### [WHAT NEEDS TO BE DONE]
Every line of the data below should be written out word for word.

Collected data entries

-- Opening Marker --

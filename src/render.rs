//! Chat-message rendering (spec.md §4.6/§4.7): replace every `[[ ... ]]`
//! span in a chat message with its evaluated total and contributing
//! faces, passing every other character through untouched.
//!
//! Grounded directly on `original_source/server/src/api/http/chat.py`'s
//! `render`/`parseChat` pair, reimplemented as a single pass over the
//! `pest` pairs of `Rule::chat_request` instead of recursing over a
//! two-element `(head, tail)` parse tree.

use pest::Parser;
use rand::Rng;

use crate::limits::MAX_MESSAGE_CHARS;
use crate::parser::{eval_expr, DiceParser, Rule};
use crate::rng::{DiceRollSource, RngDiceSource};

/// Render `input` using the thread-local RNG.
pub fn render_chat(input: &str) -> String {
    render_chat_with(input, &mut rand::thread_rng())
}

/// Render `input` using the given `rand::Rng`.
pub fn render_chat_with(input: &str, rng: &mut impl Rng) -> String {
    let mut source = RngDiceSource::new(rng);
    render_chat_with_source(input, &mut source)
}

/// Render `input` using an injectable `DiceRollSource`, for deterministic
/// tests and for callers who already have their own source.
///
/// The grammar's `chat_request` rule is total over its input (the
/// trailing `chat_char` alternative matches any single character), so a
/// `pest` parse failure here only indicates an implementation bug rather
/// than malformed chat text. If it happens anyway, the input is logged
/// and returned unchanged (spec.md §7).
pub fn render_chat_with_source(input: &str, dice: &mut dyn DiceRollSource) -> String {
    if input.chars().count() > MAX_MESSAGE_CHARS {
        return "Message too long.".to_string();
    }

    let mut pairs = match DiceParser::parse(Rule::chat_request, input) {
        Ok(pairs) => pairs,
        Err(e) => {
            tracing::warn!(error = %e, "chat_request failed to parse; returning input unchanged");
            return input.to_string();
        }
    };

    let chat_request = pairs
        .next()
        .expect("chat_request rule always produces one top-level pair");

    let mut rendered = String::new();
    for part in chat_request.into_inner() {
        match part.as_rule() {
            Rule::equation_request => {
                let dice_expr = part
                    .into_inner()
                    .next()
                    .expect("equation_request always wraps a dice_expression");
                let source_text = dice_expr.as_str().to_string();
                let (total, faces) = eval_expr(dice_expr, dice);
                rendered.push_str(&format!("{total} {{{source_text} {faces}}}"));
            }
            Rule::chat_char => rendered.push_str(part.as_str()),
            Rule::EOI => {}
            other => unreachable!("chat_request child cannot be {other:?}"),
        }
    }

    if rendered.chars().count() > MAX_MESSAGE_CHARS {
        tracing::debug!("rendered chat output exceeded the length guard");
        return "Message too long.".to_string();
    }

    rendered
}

-- Closing Marker --

### [WRITTEN REPLY]
filename src/render.rs
//! Chat-message rendering (spec.md §4.6/§4.7): replace every `[[ ... ]]`
//! span in a chat message with its evaluated total and contributing
//! faces, passing every other character through untouched.
//!
//! Grounded directly on `original_source/server/src/api/http/chat.py`'s
//! `render`/`parseChat` pair, reimplemented as a single pass over the
//! `pest` pairs of `Rule::chat_request` instead of recursing over a
//! two-element `(head, tail)` parse tree.

use pest::Parser;
use rand::Rng;

use crate::limits::MAX_MESSAGE_CHARS;
use crate::parser::{eval_expr, DiceParser, Rule};
use crate::rng::{DiceRollSource, RngDiceSource};

/// Render `input` using the thread-local RNG.
pub fn render_chat(input: &str) -> String {
    render_chat_with(input, &mut rand::thread_rng())
}

/// Render `input` using the given `rand::Rng`.
pub fn render_chat_with(input: &str, rng: &mut impl Rng) -> String {
    let mut source = RngDiceSource::new(rng);
    render_chat_with_source(input, &mut source)
}

/// Render `input` using an injectable `DiceRollSource`, for deterministic
/// tests and for callers who already have their own source.
///
/// The grammar's `chat_request` rule is total over its input (the
/// trailing `chat_char` alternative matches any single character), so a
/// `pest` parse failure here only indicates an implementation bug rather
/// than malformed chat text. If it happens anyway, the input is logged
/// and returned unchanged (spec.md §7).
pub fn render_chat_with_source(input: &str, dice: &mut dyn DiceRollSource) -> String {
    if input.chars().count() > MAX_MESSAGE_CHARS {
        return "Message too long.".to_string();
    }

    let mut pairs = match DiceParser::parse(Rule::chat_request, input) {
        Ok(pairs) => pairs,
        Err(e) => {
            tracing::warn!(error = %e, "chat_request failed to parse; returning input unchanged");
            return input.to_string();
        }
    };

    let chat_request = pairs
        .next()
        .expect("chat_request rule always produces one top-level pair");

    let mut rendered = String::new();
    for part in chat_request.into_inner() {
        match part.as_rule() {
            Rule::equation_request => {
                let dice_expr = part
                    .into_inner()
                    .next()
                    .expect("equation_request always wraps a dice_expression");
                let source_text = dice_expr.as_str().to_string();
                let (total, faces) = eval_expr(dice_expr, dice);
                rendered.push_str(&format!("{total} {{{source_text} {faces}}}"));
            }
            Rule::chat_char => rendered.push_str(part.as_str()),
            Rule::EOI => {}
            other => unreachable!("chat_request child cannot be {other:?}"),
        }
    }

    if rendered.chars().count() > MAX_MESSAGE_CHARS {
        tracing::debug!("rendered chat output exceeded the length guard");
        return "Message too long.".to_string();
    }

    rendered
}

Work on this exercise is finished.